━━ Data provided

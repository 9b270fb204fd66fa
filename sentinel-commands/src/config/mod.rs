pub mod panel;
pub mod session;
pub mod view;

pub use panel::panel;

━━━━

Starting at the top of the listing above, write out every line exactly as it appears.

repository 9b270fb204fd66fa
filename sentinel-commands/src/config/mod.rs
pub mod panel;
pub mod session;
pub mod view;

pub use panel::panel;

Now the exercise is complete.